- _About this task_
Give the number of lines in the data that hold the string "StatusCode". Nothing else is needed.

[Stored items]
^^^^

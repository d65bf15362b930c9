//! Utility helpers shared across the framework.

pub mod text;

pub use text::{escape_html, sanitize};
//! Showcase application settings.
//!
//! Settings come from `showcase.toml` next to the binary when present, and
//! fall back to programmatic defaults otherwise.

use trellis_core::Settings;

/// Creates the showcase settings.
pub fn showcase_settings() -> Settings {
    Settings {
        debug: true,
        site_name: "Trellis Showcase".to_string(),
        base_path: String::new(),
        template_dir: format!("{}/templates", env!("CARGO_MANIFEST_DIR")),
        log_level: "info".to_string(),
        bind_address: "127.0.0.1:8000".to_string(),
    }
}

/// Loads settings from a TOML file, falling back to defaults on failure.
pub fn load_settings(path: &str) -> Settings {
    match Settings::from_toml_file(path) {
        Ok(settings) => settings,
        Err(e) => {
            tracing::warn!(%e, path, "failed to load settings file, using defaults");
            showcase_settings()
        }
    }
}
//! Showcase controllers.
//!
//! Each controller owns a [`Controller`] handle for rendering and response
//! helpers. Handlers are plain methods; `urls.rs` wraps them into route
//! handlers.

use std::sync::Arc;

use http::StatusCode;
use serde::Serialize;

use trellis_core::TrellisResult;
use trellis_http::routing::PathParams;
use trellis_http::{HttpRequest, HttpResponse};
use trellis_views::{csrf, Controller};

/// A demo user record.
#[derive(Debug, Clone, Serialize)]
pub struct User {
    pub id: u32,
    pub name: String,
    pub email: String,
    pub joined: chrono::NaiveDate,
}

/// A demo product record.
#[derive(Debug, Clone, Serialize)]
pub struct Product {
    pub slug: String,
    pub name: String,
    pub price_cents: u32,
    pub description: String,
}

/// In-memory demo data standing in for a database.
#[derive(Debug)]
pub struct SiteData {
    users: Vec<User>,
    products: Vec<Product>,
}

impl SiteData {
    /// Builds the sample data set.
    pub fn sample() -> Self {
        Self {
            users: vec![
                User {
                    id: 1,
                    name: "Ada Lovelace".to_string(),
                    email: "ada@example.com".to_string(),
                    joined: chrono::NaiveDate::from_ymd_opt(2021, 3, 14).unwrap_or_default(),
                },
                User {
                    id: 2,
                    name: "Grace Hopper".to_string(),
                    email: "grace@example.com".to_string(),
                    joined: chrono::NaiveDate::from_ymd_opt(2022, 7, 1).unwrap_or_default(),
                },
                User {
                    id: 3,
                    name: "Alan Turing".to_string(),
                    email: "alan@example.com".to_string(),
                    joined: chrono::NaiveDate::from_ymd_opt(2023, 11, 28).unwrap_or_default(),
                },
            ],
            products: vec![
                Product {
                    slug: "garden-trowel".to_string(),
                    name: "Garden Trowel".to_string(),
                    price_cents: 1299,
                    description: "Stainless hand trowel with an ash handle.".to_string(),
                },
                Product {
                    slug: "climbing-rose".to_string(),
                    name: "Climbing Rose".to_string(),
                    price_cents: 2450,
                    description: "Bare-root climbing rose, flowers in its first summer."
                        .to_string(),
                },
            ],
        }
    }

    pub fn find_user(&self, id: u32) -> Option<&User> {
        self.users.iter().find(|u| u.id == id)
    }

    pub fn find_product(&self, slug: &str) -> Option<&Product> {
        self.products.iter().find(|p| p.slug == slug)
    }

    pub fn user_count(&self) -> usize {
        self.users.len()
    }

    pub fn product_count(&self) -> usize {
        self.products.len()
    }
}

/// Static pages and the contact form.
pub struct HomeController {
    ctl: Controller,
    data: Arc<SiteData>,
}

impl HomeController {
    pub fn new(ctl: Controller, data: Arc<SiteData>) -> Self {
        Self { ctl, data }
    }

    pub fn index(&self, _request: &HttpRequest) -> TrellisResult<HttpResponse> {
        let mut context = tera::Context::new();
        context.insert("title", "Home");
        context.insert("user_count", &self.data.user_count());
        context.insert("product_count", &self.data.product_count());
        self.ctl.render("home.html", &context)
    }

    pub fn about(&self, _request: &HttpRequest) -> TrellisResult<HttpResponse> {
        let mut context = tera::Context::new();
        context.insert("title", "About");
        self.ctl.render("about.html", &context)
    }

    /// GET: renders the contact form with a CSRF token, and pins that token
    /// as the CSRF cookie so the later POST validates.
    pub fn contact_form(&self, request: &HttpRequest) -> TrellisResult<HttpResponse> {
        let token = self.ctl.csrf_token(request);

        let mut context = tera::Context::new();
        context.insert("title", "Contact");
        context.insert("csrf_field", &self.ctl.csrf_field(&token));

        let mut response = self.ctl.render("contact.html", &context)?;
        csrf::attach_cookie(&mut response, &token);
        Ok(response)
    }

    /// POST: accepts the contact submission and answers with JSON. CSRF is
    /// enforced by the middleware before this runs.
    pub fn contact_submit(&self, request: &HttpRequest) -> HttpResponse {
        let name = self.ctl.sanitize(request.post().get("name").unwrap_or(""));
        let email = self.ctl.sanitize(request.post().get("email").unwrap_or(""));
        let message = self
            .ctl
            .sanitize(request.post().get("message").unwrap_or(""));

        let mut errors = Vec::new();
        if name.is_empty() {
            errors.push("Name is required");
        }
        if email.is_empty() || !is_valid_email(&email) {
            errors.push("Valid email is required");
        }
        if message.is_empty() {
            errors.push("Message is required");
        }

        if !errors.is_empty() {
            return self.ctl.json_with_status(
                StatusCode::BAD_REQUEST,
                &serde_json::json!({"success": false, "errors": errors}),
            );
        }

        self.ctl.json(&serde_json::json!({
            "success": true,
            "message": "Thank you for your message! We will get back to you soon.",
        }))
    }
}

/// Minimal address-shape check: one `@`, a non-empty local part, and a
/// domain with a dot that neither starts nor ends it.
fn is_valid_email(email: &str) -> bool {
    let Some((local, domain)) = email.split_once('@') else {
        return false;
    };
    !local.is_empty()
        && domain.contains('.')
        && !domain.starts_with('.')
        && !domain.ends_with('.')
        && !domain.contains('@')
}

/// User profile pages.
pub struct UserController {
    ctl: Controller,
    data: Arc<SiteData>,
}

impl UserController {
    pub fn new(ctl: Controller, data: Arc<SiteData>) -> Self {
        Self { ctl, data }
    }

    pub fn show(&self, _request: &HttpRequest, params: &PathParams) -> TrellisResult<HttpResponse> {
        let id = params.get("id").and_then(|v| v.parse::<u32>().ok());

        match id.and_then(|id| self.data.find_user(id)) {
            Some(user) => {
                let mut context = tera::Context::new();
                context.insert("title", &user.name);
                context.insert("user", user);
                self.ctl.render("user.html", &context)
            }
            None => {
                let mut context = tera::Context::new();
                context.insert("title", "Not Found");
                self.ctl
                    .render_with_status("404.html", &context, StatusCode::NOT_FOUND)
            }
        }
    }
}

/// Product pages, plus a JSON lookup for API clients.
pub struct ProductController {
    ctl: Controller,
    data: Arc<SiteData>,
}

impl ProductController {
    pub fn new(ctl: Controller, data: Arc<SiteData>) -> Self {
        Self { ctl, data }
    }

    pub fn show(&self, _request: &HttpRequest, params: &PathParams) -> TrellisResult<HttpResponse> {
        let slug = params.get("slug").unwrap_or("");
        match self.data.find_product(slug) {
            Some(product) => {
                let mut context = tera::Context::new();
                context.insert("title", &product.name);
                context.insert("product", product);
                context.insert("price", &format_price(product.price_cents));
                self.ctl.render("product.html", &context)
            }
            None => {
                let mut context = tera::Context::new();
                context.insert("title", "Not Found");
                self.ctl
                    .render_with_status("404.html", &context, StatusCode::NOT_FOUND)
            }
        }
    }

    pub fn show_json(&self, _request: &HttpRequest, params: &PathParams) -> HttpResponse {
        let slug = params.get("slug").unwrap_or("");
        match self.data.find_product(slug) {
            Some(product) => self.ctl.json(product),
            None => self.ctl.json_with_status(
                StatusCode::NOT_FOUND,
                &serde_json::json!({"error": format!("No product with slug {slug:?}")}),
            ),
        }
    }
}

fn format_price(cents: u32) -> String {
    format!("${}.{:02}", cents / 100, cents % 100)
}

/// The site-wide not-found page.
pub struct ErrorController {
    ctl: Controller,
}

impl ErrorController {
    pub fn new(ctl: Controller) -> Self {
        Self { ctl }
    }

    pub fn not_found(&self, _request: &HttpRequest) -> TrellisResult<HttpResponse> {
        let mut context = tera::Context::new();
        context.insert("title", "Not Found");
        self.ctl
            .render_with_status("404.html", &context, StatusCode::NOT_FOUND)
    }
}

^^^^

- _Response to this exercise_
6